====== Data supplied
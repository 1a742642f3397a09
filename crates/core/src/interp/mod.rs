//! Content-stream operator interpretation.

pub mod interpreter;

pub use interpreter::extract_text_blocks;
============
**Task requirements:**
Output the listing in full. Leave every line unchanged.

**Task answer:**
repository 1a742642f3397a09
filename crates/core/src/interp/mod.rs
//! Content-stream operator interpretation.

pub mod interpreter;

pub use interpreter::extract_text_blocks;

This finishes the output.